Максим был сбит с толку, не зная, что говорить.

— Какие правила? Что ты все выдумываешь?

— Как ты не понимаешь, — с досадой пояснила Лидия. — Парню к девушке нельзя просто так приходить, если он не жених! Ну что ты так уставился? — Лидия вспыхнула, закрыла ладонями лицо. — Ах, я и сама не знаю, что говорю… Никогда об этом не думала… Это все мама…

Максим уныло глядел в одну точку. Его лицо заливала такая же горячая краска.

— А разве я не могу быть твоим женихом? Хочешь, завтра же поженимся? — с юной горячностью предложил он.

Лидия усмехнулась:

— Ты что? Разве это так просто делается?.. Так сразу?

— А как? Я люблю тебя… И ты… Ты ведь тоже любишь меня? — смело спросил Максим.

Лидия задумалась, вздохнула:

— Я не знаю. Мне еще год учиться… По-твоему, это пустяк?

— Ерунда! — нетерпеливо перебил ее Максим. — Мы можем пожениться теперь же, до моего отъезда. И ты будешь продолжать учиться.

Она покачала головой:

— Нет, мама так сказала: пока не окончишь институт и не станешь работать, ни о каком замужестве не может быть и речи… Сам посуди, какое уж тут будет учение? А твои родители? Ты должен же им сказать? Мама говорит: так нельзя, чтобы ты ходил ко мне как жених, а твои отец и мать не знали. Ты еще даже не познакомил меня с ними.

Максим окончательно был обескуражен: он и в самом деле ни разу не подумал о том, чтобы привести подругу в свой дом, представить ее отцу и матери. Наоборот, он стеснялся говорить с ними о том, что вот уже год дружит с Лидией. А теперь оказывается, из-за каких-то житейских правил ему давно надо было идти в открытую и назвать себя женихом…

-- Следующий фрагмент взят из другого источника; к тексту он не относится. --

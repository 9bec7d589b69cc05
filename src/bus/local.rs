//! In-process loopback bus.
//!
//! Routes frames between endpoints living in the same process over
//! tokio channels. The standalone modes and the test suite run on this
//! transport; an external broker would implement [`MessageBus`] behind
//! the same seam. Commands still pass through the frame codec on every
//! delivery, so receivers observe snapshots exactly as they would
//! across a real wire.

use std::collections::HashMap;
use std::sync::{Arc, Mutex};
use std::time::Duration;

use async_trait::async_trait;
use tokio::sync::{mpsc, oneshot};
use tracing::debug;

use super::{
    decode, encode, BusError, Command, Endpoint, Inbound, MessageBus, Notification,
    NotificationStream, Reply, Target,
};

/// Queued deliveries per endpoint before senders back off.
const INBOX_DEPTH: usize = 1024;

type TopicKey = (String, String);

struct Subscriber {
    id: u64,
    server: String,
    tx: mpsc::Sender<Inbound>,
}

struct ListenerSub {
    id: u64,
    tx: mpsc::Sender<Notification>,
}

#[derive(Default)]
struct Router {
    next_id: u64,
    endpoints: HashMap<TopicKey, Vec<Subscriber>>,
    /// Round-robin cursor per topic for unaddressed sends.
    cursors: HashMap<TopicKey, usize>,
    listeners: HashMap<String, Vec<ListenerSub>>,
}

impl Router {
    fn resolve_one(&mut self, target: &Target) -> Result<mpsc::Sender<Inbound>, BusError> {
        let key = (target.exchange.clone(), target.topic.clone());
        let no_route = || BusError::NoRoute {
            address: target.address(),
        };
        let subs = self
            .endpoints
            .get(&key)
            .filter(|subs| !subs.is_empty())
            .ok_or_else(no_route)?;
        match &target.server {
            Some(name) => subs
                .iter()
                .find(|sub| sub.server == *name)
                .map(|sub| sub.tx.clone())
                .ok_or_else(no_route),
            None => {
                let cursor = self.cursors.entry(key).or_insert(0);
                let sub = &subs[*cursor % subs.len()];
                *cursor = (*cursor + 1) % subs.len();
                Ok(sub.tx.clone())
            }
        }
    }

    fn resolve_all(&self, target: &Target) -> Vec<mpsc::Sender<Inbound>> {
        let key = (target.exchange.clone(), target.topic.clone());
        self.endpoints
            .get(&key)
            .map(|subs| subs.iter().map(|sub| sub.tx.clone()).collect())
            .unwrap_or_default()
    }
}

/// The built-in `local://` transport.
#[derive(Clone, Default)]
pub struct LocalBus {
    inner: Arc<Mutex<Router>>,
}

impl LocalBus {
    pub fn new() -> Self {
        Self::default()
    }

    /// Re-encode a command so the receiver gets a byte-level snapshot,
    /// never a value shared with the sender.
    fn snapshot(command: &Command) -> Result<Command, BusError> {
        let frame = encode(command)?;
        decode(&frame)
    }
}

#[async_trait]
impl MessageBus for LocalBus {
    async fn call(
        &self,
        target: &Target,
        command: Command,
        timeout: Duration,
    ) -> Result<Reply, BusError> {
        let tx = self.inner.lock().unwrap().resolve_one(target)?;
        let command = Self::snapshot(&command)?;
        let (reply_tx, reply_rx) = oneshot::channel();
        tx.send(Inbound {
            command,
            reply: Some(reply_tx),
        })
        .await
        .map_err(|_| BusError::Closed)?;
        match tokio::time::timeout(timeout, reply_rx).await {
            Err(_) => Err(BusError::Timeout),
            Ok(Err(_)) => Err(BusError::Closed),
            Ok(Ok(result)) => result,
        }
    }

    async fn cast(&self, target: &Target, command: Command) -> Result<(), BusError> {
        let tx = self.inner.lock().unwrap().resolve_one(target)?;
        let command = Self::snapshot(&command)?;
        tx.send(Inbound {
            command,
            reply: None,
        })
        .await
        .map_err(|_| BusError::Closed)
    }

    async fn fanout(&self, target: &Target, command: Command) -> Result<(), BusError> {
        let txs = self.inner.lock().unwrap().resolve_all(target);
        for tx in txs {
            let command = Self::snapshot(&command)?;
            // A subscriber that disappeared mid-fanout is not an error.
            let _ = tx
                .send(Inbound {
                    command,
                    reply: None,
                })
                .await;
        }
        Ok(())
    }

    async fn serve(&self, target: &Target) -> Result<Endpoint, BusError> {
        let server = target.server.clone().ok_or_else(|| BusError::NoRoute {
            address: target.address(),
        })?;
        let key = (target.exchange.clone(), target.topic.clone());
        let (tx, rx) = mpsc::channel(INBOX_DEPTH);

        let id = {
            let mut router = self.inner.lock().unwrap();
            let id = router.next_id;
            router.next_id += 1;
            router.endpoints.entry(key.clone()).or_default().push(Subscriber {
                id,
                server: server.clone(),
                tx,
            });
            id
        };
        debug!("endpoint registered at {}", target.address());

        let inner = Arc::clone(&self.inner);
        let address = target.address();
        let unregister = move || {
            let mut router = inner.lock().unwrap();
            if let Some(subs) = router.endpoints.get_mut(&key) {
                subs.retain(|sub| sub.id != id);
                if subs.is_empty() {
                    router.endpoints.remove(&key);
                    router.cursors.remove(&key);
                }
            }
            debug!("endpoint removed from {}", address);
        };

        Ok(Endpoint {
            inbound: rx,
            unregister: Some(Box::new(unregister)),
        })
    }

    async fn notify(&self, topic: &str, notification: Notification) -> Result<(), BusError> {
        let txs: Vec<_> = {
            let router = self.inner.lock().unwrap();
            router
                .listeners
                .get(topic)
                .map(|subs| subs.iter().map(|sub| sub.tx.clone()).collect())
                .unwrap_or_default()
        };
        for tx in txs {
            let frame = encode(&notification)?;
            let snapshot: Notification = decode(&frame)?;
            let _ = tx.send(snapshot).await;
        }
        Ok(())
    }

    async fn listen(&self, topic: &str, server: &str) -> Result<NotificationStream, BusError> {
        let (tx, rx) = mpsc::channel(INBOX_DEPTH);
        let id = {
            let mut router = self.inner.lock().unwrap();
            let id = router.next_id;
            router.next_id += 1;
            router
                .listeners
                .entry(topic.to_string())
                .or_default()
                .push(ListenerSub { id, tx });
            id
        };
        debug!("{} listening for notifications on {}", server, topic);

        let inner = Arc::clone(&self.inner);
        let topic = topic.to_string();
        let unregister = move || {
            let mut router = inner.lock().unwrap();
            if let Some(subs) = router.listeners.get_mut(&topic) {
                subs.retain(|sub| sub.id != id);
                if subs.is_empty() {
                    router.listeners.remove(&topic);
                }
            }
        };

        Ok(NotificationStream {
            inbound: rx,
            unregister: Some(Box::new(unregister)),
        })
    }
}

Он сидел погруженный в противоречивые думы. Прямо перед ним стоял маленький столик, за которым они совсем недавно так спокойно работали по вечерам. Часами они могли сидеть над книгами и говорить только о том, как бы получше сдать зачеты. А теперь все стало по-другому…

Каждый предмет на столике был хорошо знаком Максиму. Вот стопка книг, и среди них — «Молодая гвардия», «Овод», толстый однотомник Тургенева из школьной серии, с закладками в нескольких местах.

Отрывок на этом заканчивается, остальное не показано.